● Problem statement
Two lines below mark the span: the one containing "let window = self.services.window.clone();" and the one containing "let mut menu". Set down both, plus every line between, exactly as they stand, and nothing else.

● Listed records
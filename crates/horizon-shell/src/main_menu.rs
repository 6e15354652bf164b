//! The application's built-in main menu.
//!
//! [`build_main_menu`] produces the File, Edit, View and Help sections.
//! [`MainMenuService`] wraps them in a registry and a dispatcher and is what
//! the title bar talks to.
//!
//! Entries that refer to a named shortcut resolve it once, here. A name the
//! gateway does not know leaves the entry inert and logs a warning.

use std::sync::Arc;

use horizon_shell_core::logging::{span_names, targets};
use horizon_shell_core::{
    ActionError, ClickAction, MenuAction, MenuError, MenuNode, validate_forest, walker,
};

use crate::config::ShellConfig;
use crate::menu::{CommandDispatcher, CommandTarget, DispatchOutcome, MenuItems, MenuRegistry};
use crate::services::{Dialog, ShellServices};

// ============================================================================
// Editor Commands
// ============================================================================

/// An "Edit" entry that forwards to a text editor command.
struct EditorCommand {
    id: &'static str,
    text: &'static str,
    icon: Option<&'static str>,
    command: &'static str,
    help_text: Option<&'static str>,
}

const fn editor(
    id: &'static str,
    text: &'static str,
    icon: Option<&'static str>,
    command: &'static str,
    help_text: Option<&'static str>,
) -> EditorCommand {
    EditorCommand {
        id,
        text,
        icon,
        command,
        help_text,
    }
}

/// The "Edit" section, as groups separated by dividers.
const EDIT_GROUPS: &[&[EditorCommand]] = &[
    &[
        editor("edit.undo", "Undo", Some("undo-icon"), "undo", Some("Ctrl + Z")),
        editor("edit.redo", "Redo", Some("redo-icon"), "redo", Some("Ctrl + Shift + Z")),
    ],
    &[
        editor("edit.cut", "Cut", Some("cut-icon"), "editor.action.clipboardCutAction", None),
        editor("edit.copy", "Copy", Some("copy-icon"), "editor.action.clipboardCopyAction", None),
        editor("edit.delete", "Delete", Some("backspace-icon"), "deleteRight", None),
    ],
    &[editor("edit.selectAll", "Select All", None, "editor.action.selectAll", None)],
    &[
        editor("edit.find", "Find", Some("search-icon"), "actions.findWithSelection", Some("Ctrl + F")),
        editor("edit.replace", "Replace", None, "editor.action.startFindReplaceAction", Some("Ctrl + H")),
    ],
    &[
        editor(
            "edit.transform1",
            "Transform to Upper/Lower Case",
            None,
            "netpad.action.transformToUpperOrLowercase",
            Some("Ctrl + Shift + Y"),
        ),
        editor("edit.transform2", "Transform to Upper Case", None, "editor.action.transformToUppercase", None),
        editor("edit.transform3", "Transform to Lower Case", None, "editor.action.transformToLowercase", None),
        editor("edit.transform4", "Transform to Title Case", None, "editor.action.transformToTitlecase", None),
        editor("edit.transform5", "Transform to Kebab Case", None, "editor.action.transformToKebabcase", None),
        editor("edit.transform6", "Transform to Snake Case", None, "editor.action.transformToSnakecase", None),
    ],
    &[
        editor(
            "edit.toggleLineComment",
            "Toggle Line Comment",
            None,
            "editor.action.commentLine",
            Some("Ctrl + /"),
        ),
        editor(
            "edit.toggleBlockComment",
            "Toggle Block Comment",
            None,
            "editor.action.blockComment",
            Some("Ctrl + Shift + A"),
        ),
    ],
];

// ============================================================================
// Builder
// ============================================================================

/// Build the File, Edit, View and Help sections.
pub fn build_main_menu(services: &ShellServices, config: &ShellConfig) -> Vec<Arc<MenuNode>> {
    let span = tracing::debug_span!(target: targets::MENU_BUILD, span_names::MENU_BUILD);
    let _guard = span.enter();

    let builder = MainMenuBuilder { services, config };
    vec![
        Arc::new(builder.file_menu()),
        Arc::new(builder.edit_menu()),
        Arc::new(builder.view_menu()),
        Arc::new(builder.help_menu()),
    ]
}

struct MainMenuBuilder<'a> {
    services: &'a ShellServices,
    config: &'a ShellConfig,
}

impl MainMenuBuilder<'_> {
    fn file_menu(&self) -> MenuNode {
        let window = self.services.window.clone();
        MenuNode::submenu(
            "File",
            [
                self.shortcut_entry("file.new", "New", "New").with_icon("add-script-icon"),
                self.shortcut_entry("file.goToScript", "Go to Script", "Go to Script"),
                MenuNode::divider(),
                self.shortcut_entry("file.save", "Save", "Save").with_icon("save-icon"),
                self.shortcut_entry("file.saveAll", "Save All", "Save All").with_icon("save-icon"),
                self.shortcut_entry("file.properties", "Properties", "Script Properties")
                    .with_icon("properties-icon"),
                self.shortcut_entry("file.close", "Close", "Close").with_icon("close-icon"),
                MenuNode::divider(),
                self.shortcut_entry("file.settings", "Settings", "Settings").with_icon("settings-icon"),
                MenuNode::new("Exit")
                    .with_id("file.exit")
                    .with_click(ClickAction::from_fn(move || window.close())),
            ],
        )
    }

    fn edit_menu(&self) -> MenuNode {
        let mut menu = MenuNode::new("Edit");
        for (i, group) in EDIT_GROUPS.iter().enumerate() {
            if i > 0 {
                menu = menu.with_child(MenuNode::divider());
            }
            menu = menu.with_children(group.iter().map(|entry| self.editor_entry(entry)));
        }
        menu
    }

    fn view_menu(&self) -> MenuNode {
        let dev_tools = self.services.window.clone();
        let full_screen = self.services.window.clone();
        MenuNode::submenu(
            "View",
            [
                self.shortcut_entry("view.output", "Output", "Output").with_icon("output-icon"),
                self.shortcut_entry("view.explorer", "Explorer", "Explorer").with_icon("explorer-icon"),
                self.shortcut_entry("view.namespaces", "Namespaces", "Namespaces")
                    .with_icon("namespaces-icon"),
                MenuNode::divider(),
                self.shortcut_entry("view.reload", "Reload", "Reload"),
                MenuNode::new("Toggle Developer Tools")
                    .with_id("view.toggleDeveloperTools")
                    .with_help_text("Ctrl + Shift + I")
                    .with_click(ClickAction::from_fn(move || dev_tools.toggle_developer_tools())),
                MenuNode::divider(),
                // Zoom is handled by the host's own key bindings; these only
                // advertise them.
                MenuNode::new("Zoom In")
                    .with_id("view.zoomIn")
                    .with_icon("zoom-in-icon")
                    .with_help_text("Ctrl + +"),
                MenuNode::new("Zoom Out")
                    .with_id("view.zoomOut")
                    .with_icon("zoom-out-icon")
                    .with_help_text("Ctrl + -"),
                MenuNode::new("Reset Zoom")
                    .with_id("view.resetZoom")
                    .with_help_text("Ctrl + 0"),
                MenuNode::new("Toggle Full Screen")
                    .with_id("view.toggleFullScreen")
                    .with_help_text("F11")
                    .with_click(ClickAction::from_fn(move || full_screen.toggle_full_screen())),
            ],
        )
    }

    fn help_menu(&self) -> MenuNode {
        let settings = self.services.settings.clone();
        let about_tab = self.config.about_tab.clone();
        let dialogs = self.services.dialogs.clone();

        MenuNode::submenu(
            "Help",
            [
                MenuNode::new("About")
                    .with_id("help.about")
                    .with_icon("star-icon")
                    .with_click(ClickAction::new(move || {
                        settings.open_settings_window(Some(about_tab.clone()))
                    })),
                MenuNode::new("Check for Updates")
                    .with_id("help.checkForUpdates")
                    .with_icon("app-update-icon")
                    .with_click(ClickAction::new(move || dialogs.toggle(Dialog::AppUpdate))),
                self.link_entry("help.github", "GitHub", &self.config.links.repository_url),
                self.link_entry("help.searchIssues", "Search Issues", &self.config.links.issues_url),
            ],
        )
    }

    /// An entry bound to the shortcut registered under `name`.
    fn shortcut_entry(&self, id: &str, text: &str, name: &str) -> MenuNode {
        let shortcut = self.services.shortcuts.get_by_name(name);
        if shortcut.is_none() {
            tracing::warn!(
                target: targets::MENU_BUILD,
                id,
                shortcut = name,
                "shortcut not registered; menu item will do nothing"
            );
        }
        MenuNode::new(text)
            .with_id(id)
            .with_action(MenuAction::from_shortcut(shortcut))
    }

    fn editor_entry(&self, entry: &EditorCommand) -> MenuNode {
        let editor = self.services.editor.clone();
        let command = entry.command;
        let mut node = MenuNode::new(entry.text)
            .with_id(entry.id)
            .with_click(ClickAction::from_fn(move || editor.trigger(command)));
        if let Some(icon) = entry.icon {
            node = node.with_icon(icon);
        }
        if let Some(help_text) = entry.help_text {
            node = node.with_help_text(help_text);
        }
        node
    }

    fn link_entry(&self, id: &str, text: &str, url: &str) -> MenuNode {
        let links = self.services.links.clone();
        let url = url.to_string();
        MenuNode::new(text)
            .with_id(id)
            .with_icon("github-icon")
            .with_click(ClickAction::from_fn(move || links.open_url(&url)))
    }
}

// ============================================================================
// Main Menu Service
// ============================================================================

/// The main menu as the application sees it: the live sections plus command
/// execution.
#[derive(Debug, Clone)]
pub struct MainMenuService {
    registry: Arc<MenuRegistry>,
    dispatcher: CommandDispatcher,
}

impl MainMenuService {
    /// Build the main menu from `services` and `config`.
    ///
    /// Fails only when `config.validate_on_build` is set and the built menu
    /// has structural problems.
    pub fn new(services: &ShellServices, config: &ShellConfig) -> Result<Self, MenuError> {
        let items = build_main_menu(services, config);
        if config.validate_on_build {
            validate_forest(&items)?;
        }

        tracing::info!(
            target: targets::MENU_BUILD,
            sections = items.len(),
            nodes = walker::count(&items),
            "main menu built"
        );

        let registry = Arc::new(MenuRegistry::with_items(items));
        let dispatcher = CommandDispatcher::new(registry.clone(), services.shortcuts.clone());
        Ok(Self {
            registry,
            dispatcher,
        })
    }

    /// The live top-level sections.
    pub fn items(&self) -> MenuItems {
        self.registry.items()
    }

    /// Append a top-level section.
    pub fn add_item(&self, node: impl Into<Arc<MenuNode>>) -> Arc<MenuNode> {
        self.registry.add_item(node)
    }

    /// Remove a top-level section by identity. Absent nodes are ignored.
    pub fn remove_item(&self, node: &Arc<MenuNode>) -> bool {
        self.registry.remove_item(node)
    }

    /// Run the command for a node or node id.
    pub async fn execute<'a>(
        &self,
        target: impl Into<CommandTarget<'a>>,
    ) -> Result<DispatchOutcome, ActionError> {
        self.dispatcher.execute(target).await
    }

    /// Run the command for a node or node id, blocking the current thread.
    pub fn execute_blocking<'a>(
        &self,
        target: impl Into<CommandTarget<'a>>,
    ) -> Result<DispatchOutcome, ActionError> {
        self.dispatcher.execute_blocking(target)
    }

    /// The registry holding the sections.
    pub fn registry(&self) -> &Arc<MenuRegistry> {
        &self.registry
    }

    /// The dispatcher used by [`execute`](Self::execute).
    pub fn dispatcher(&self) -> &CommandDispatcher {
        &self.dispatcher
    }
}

● The completed task
        let window = self.services.window.clone();
        MenuNode::submenu(
            "File",
            [
                self.shortcut_entry("file.new", "New", "New").with_icon("add-script-icon"),
                self.shortcut_entry("file.goToScript", "Go to Script", "Go to Script"),
                MenuNode::divider(),
                self.shortcut_entry("file.save", "Save", "Save").with_icon("save-icon"),
                self.shortcut_entry("file.saveAll", "Save All", "Save All").with_icon("save-icon"),
                self.shortcut_entry("file.properties", "Properties", "Script Properties")
                    .with_icon("properties-icon"),
                self.shortcut_entry("file.close", "Close", "Close").with_icon("close-icon"),
                MenuNode::divider(),
                self.shortcut_entry("file.settings", "Settings", "Settings").with_icon("settings-icon"),
                MenuNode::new("Exit")
                    .with_id("file.exit")
                    .with_click(ClickAction::from_fn(move || window.close())),
            ],
        )
    }

    fn edit_menu(&self) -> MenuNode {
        let mut menu = MenuNode::new("Edit");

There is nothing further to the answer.